Phenotype data analysis

Factor analysis (“varimax” method) was performed using the “psych” R package (R version 3.3.1 was used). The significance of correlations between factors, geographic distribution and bioclimatic variables was tested using the “corrgram” R package.

Genotype data analysis

Principal component analysis was conducted using the “SNPRelate” R package. VCFtools67 was used to calculate the squared correlation coefficient between genotypes to construct LD plots, with LD decay computed according to Hill and Weir68. With this tool we also constructed Depth plot (see Supplementary Figure S5) and four landraces were excluded due to low coverage. Relationships among accessions were calculated and the maximum likelihood phylogenetic trees were constructed using SNPhylo69. To assess number of clusters (K) in population structure we run STRUCTURE70 program with 10 replicates for each K from 1 to 10, using 100,000 burnin period and 100,000 MCMC repeats after burnin. Then Evanno’s test71 implemented in Harvester72 was used to evaluate the best number of clusters. The results of Evanno’s test showed that the best estimation of K parameter is 2. Although separation in these clusters is reflected in separation of first principal component on the principal component plot, we haven’t found any biological meaning of the clusters.

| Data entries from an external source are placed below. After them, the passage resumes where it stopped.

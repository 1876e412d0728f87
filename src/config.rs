//! Player configuration
//!
//! Loads the playlist and session settings from a TOML file.

use crate::bridge::TrackRequest;
use crate::error::{Result, SubsyncError};
use crate::processor::CaptionStyle;
use crate::sync::SyncOptions;

use std::path::{Path, PathBuf};
use std::time::Duration;

use serde::{Deserialize, Serialize};

#[derive(Debug, Clone, Serialize, Deserialize)]
pub struct PlayerConfig {
    #[serde(default)]
    pub sync: SyncSettings,
    #[serde(default)]
    pub engine: EngineSettings,
    #[serde(default)]
    pub display: DisplaySettings,
    #[serde(default)]
    pub logging: LoggingSettings,
    #[serde(default)]
    pub tracks: Vec<TrackConfig>,
    /// Directory relative track paths resolve against. Set from the file's
    /// location when loading.
    #[serde(skip)]
    pub base_dir: PathBuf,
}

#[derive(Debug, Clone, Serialize, Deserialize)]
#[serde(default)]
pub struct SyncSettings {
    /// Poll period for clocks without notifications, in milliseconds.
    pub poll_interval_ms: u64,
}

impl Default for SyncSettings {
    fn default() -> Self {
        Self {
            poll_interval_ms: 100,
        }
    }
}

#[derive(Debug, Clone, Serialize, Deserialize)]
#[serde(default)]
pub struct EngineSettings {
    /// Spacing of time-update notifications while playing, in milliseconds.
    pub tick_ms: u64,
}

impl Default for EngineSettings {
    fn default() -> Self {
        Self { tick_ms: 250 }
    }
}

#[derive(Debug, Clone, Serialize, Deserialize)]
#[serde(default)]
pub struct DisplaySettings {
    pub strip_markup: bool,
    pub uppercase: bool,
}

impl Default for DisplaySettings {
    fn default() -> Self {
        Self {
            strip_markup: true,
            uppercase: false,
        }
    }
}

#[derive(Debug, Clone, Serialize, Deserialize)]
#[serde(default)]
pub struct LoggingSettings {
    /// Log level (trace, debug, info, warn, error)
    pub level: String,
}

impl Default for LoggingSettings {
    fn default() -> Self {
        Self {
            level: "info".to_string(),
        }
    }
}

#[derive(Debug, Clone, PartialEq, Serialize, Deserialize)]
pub struct TrackConfig {
    pub title: String,
    pub src: String,
    /// Defaults to `src` with an `.srt` extension.
    pub subtitle: Option<String>,
}

impl TrackConfig {
    pub fn subtitle_src(&self) -> String {
        self.subtitle.clone().unwrap_or_else(|| {
            Path::new(&self.src)
                .with_extension("srt")
                .to_string_lossy()
                .into_owned()
        })
    }

    pub fn to_request(&self) -> TrackRequest {
        TrackRequest {
            src: self.src.clone(),
            title: self.title.clone(),
            subtitle: Some(self.subtitle_src()),
        }
    }
}

impl PlayerConfig {
    pub fn from_file<P: AsRef<Path>>(path: P) -> Result<Self> {
        let path = path.as_ref();
        let content = std::fs::read_to_string(path)?;
        let mut config = Self::from_toml(&content)?;
        config.base_dir = path
            .parent()
            .filter(|dir| !dir.as_os_str().is_empty())
            .map_or_else(|| PathBuf::from("."), Path::to_path_buf);
        Ok(config)
    }

    pub fn from_toml(content: &str) -> Result<Self> {
        let config: PlayerConfig =
            toml::from_str(content).map_err(|err| SubsyncError::Config(err.to_string()))?;
        config.validate()?;
        Ok(config)
    }

    fn validate(&self) -> Result<()> {
        if self.tracks.is_empty() {
            return Err(SubsyncError::Config("the playlist has no tracks".to_string()));
        }
        if self.sync.poll_interval_ms == 0 {
            return Err(SubsyncError::Config(
                "sync.poll_interval_ms must be positive".to_string(),
            ));
        }
        if self.engine.tick_ms == 0 {
            return Err(SubsyncError::Config("engine.tick_ms must be positive".to_string()));
        }
        Ok(())
    }

    pub fn sync_options(&self) -> SyncOptions {
        SyncOptions {
            poll_interval: Duration::from_millis(self.sync.poll_interval_ms),
        }
    }

    pub fn tick(&self) -> Duration {
        Duration::from_millis(self.engine.tick_ms)
    }

    pub fn caption_style(&self) -> CaptionStyle {
        CaptionStyle {
            strip_markup: self.display.strip_markup,
            uppercase: self.display.uppercase,
        }
    }
}
//! Engine bridge
//!
//! Sits between a control surface and a [`MediaEngine`] that only becomes
//! usable after its own start-up. Every command joins one FIFO queue the
//! moment it is issued; a single worker runs them in that order, holding
//! everything back until the bridge is marked ready. Track loads therefore
//! never overlap and a burst of identical requests loads the resource once.

use crate::clock::MediaEvent;
use crate::error::{Result, SubsyncError};

use std::fmt;
use std::future::Future;
use std::path::{Path, PathBuf};
use std::sync::Arc;

use parking_lot::Mutex;
use tokio::sync::broadcast::error::RecvError;
use tokio::sync::{broadcast, mpsc, oneshot, watch};
use tokio::task::JoinHandle;
use tracing::{debug, info, warn};

/// The engine side of the bridge.
pub trait MediaEngine: Send + Sync + 'static {
    fn load(&self, track: &TrackIdentity) -> impl Future<Output = Result<()>> + Send;

    fn play(&self) -> impl Future<Output = Result<()>> + Send;

    fn pause(&self) -> impl Future<Output = Result<()>> + Send;

    fn events(&self) -> broadcast::Receiver<MediaEvent>;
}

/// Canonical location of an audio resource.
#[derive(Debug, Clone, PartialEq, Eq, Hash)]
pub struct TrackIdentity(PathBuf);

impl TrackIdentity {
    /// Resolves `src` against `base`. Existing files are canonicalized so
    /// different spellings of the same path compare equal.
    pub async fn resolve(base: &Path, src: &str) -> Self {
        let joined = base.join(src);
        match tokio::fs::canonicalize(&joined).await {
            Ok(path) => Self(path),
            Err(_) => Self(joined),
        }
    }

    pub fn path(&self) -> &Path {
        &self.0
    }
}

impl fmt::Display for TrackIdentity {
    fn fmt(&self, fmt: &mut fmt::Formatter) -> fmt::Result {
        write!(fmt, "{}", self.0.display())
    }
}

#[derive(Debug, Clone, PartialEq)]
pub struct TrackRequest {
    pub src: String,
    pub title: String,
    pub subtitle: Option<String>,
}

#[derive(Debug, Clone, PartialEq)]
pub struct LoadedTrack {
    pub identity: TrackIdentity,
    pub title: String,
    pub subtitle: Option<String>,
}

#[derive(Debug, Clone, PartialEq)]
pub enum Command {
    SetTrack(TrackRequest),
    Play,
    Pause,
}

#[derive(Debug, Clone, PartialEq)]
pub enum BridgeEvent {
    TrackLoaded(LoadedTrack),
    /// Same audio as before, different subtitle file.
    SubtitleChanged(LoadedTrack),
    TrackEnded(TrackIdentity),
}

struct Pending {
    command: Command,
    reply: oneshot::Sender<Result<()>>,
}

/// State the worker needs to run commands.
struct Core<E> {
    engine: E,
    base_dir: PathBuf,
    active_load: Mutex<Option<TrackIdentity>>,
    current: Arc<Mutex<Option<LoadedTrack>>>,
    events: broadcast::Sender<BridgeEvent>,
}

struct Shared<E> {
    core: Arc<Core<E>>,
    queue: mpsc::UnboundedSender<Pending>,
    ready: watch::Sender<bool>,
    forwarder: JoinHandle<()>,
}

impl<E> Drop for Shared<E> {
    fn drop(&mut self) {
        // The worker stops on its own once the queue sender is gone.
        self.forwarder.abort();
    }
}

/// Cheap to clone; all clones drive the same engine.
pub struct EngineBridge<E> {
    shared: Arc<Shared<E>>,
}

impl<E> Clone for EngineBridge<E> {
    fn clone(&self) -> Self {
        Self {
            shared: Arc::clone(&self.shared),
        }
    }
}

impl<E: MediaEngine> EngineBridge<E> {
    /// Relative track sources resolve against `base_dir`. Must be called
    /// from within a tokio runtime.
    pub fn new(engine: E, base_dir: impl Into<PathBuf>) -> Self {
        let (events, _) = broadcast::channel(32);
        let current = Arc::new(Mutex::new(None));
        let forwarder = tokio::spawn(forward_track_end(
            engine.events(),
            Arc::clone(&current),
            events.clone(),
        ));

        let core = Arc::new(Core {
            engine,
            base_dir: base_dir.into(),
            active_load: Mutex::new(None),
            current,
            events,
        });
        let (queue, commands) = mpsc::unbounded_channel();
        let (ready, gate) = watch::channel(false);
        tokio::spawn(run_commands(Arc::clone(&core), commands, gate));

        Self {
            shared: Arc::new(Shared {
                core,
                queue,
                ready,
                forwarder,
            }),
        }
    }

    /// Issues `command`. It joins the queue right away, so commands run in
    /// call order whether or not the returned future is ever polled.
    pub fn command(&self, command: Command) -> impl Future<Output = Result<()>> + Send + 'static {
        let (reply, rx) = oneshot::channel();
        if !self.is_ready() {
            debug!(?command, "engine not ready, queueing command");
        }
        if let Err(rejected) = self.shared.queue.send(Pending { command, reply }) {
            warn!(command = ?rejected.0.command, "command worker has stopped");
        }

        async move { rx.await.unwrap_or(Err(SubsyncError::BridgeClosed)) }
    }

    pub fn set_track(&self, request: TrackRequest) -> impl Future<Output = Result<()>> + Send + 'static {
        self.command(Command::SetTrack(request))
    }

    pub fn play(&self) -> impl Future<Output = Result<()>> + Send + 'static {
        self.command(Command::Play)
    }

    pub fn pause(&self) -> impl Future<Output = Result<()>> + Send + 'static {
        self.command(Command::Pause)
    }

    /// Lets the worker start on the queue. Later calls do nothing.
    pub fn mark_ready(&self) {
        let opened = self.shared.ready.send_if_modified(|ready| !std::mem::replace(ready, true));
        if opened {
            info!("engine ready");
        }
    }

    pub fn is_ready(&self) -> bool {
        *self.shared.ready.borrow()
    }

    pub fn current_track(&self) -> Option<LoadedTrack> {
        self.shared.core.current.lock().clone()
    }

    /// The track being loaded right now, if any.
    pub fn loading(&self) -> Option<TrackIdentity> {
        self.shared.core.active_load.lock().clone()
    }

    pub fn subscribe(&self) -> broadcast::Receiver<BridgeEvent> {
        self.shared.core.events.subscribe()
    }

    pub fn engine(&self) -> &E {
        &self.shared.core.engine
    }
}

/// Waits for readiness, then runs queued commands one at a time. Ends when
/// every bridge handle is gone; commands still queued then fail with
/// [`SubsyncError::BridgeClosed`].
async fn run_commands<E: MediaEngine>(
    core: Arc<Core<E>>,
    mut commands: mpsc::UnboundedReceiver<Pending>,
    mut gate: watch::Receiver<bool>,
) {
    if gate.wait_for(|ready| *ready).await.is_err() {
        return;
    }
    while let Some(Pending { command, reply }) = commands.recv().await {
        let outcome = core.dispatch(command).await;
        // The caller may have stopped waiting; the command still ran.
        let _ = reply.send(outcome);
    }
    debug!("command worker stopped");
}

impl<E: MediaEngine> Core<E> {
    async fn dispatch(&self, command: Command) -> Result<()> {
        match command {
            Command::SetTrack(request) => self.set_track(request).await,
            Command::Play => {
                let loaded = self.current.lock().is_some();
                if !loaded {
                    return Err(SubsyncError::EngineNotLoaded);
                }
                self.engine.play().await
            }
            Command::Pause => {
                let loaded = self.current.lock().is_some();
                if !loaded {
                    debug!("pause without a loaded track ignored");
                    return Ok(());
                }
                self.engine.pause().await
            }
        }
    }

    /// Loads run one at a time on the worker, so by the time a request gets
    /// here any earlier load has settled and `current` is up to date.
    async fn set_track(&self, request: TrackRequest) -> Result<()> {
        let identity = TrackIdentity::resolve(&self.base_dir, &request.src).await;
        if self.adopt_if_current(&identity, &request) {
            return Ok(());
        }

        info!(track = %identity, title = %request.title, "loading track");
        *self.active_load.lock() = Some(identity.clone());
        let outcome = self.engine.load(&identity).await;
        *self.active_load.lock() = None;

        match outcome {
            Ok(()) => {
                let loaded = LoadedTrack {
                    identity,
                    title: request.title,
                    subtitle: request.subtitle,
                };
                *self.current.lock() = Some(loaded.clone());
                let _ = self.events.send(BridgeEvent::TrackLoaded(loaded));
                Ok(())
            }
            Err(err) => {
                warn!(track = %identity, "failed to load track: {}", err);
                Err(err)
            }
        }
    }

    /// If `identity` is already loaded, refreshes its title and subtitle and
    /// returns true.
    fn adopt_if_current(&self, identity: &TrackIdentity, request: &TrackRequest) -> bool {
        let changed = {
            let mut current = self.current.lock();
            let Some(loaded) = current.as_mut().filter(|t| &t.identity == identity) else {
                return false;
            };
            loaded.title = request.title.clone();
            if loaded.subtitle == request.subtitle {
                None
            } else {
                loaded.subtitle = request.subtitle.clone();
                Some(loaded.clone())
            }
        };

        debug!(track = %identity, "track already loaded");
        if let Some(loaded) = changed {
            let _ = self.events.send(BridgeEvent::SubtitleChanged(loaded));
        }
        true
    }
}

async fn forward_track_end(
    mut engine_events: broadcast::Receiver<MediaEvent>,
    current: Arc<Mutex<Option<LoadedTrack>>>,
    events: broadcast::Sender<BridgeEvent>,
) {
    loop {
        match engine_events.recv().await {
            Ok(MediaEvent::Ended) => {
                let finished = current.lock().as_ref().map(|t| t.identity.clone());
                if let Some(identity) = finished {
                    info!(track = %identity, "track ended");
                    let _ = events.send(BridgeEvent::TrackEnded(identity));
                }
            }
            Ok(_) | Err(RecvError::Lagged(_)) => {}
            Err(RecvError::Closed) => break,
        }
    }
}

So we choose K = 3 which is suboptimal, but the separation coincides with well-resolved clusters of Fig. 1 seen on both PCA plot and phylogenetic trees. In order to do GWAS analysis and heritability estimation, genetic data was converted into FastLMM73 and GCTA74 formats using the PLINK toolset75. GWAS analyses were performed using the FASTLMM toolset (Factored Spectrally Transformed Linear Mixed Models). Q-values (which are adjusted p-values calculated using an optimised FDR approach76) were calculated and a q-value threshold of <0.05 (corresponding to p-value < 3.761e-05) was used to determine significant SNPs. In order to assess LD blocks (confidence interval for LD [0.7, 0.99]), covering significant SNPs, we used the Haploview77. The GCTA program was used to estimate explained variance of polymorphisms (see Supplementary Table S2).

Bioclimatic Analysis

Environmental data were downloaded in the form of GIS layers from the WorldClim – Global Climate Data78 and USGS79. Layers describe a combination of current conditions and interpolations of observed values that span 1950–2005. Digital Elevation Data, GTOPO30, were downloaded from the NASA – USGS LP DAAC archive (Global 30 Arc-Second Elevation)80. The ‘land suitability for cultivation’ dataset was downloaded from the Nelson Institute, Centre for Sustainability and the Global Environment, University of Wisconsin-Madison, (SAGE)81, 82. Koppen-Geiger climate zones were acquired from the Center for International Development at Harvard University83. Data layers that came in vector format were rasterized to match a spatial resolution of 30 sec, which corresponds to approximately 1 sq km at the equator. The data were interpolated from average monthly recordings from weather stations84. The data layers selected for the current study are given in Supplementary Table S5. Both environmental layers and accession points were in the Longitude/Latitude coordinate system with WGS84 datum. The environmental values for each accession point were extracted from corresponding layers using the extraction tool in ESRI ArcGIS software73, 85.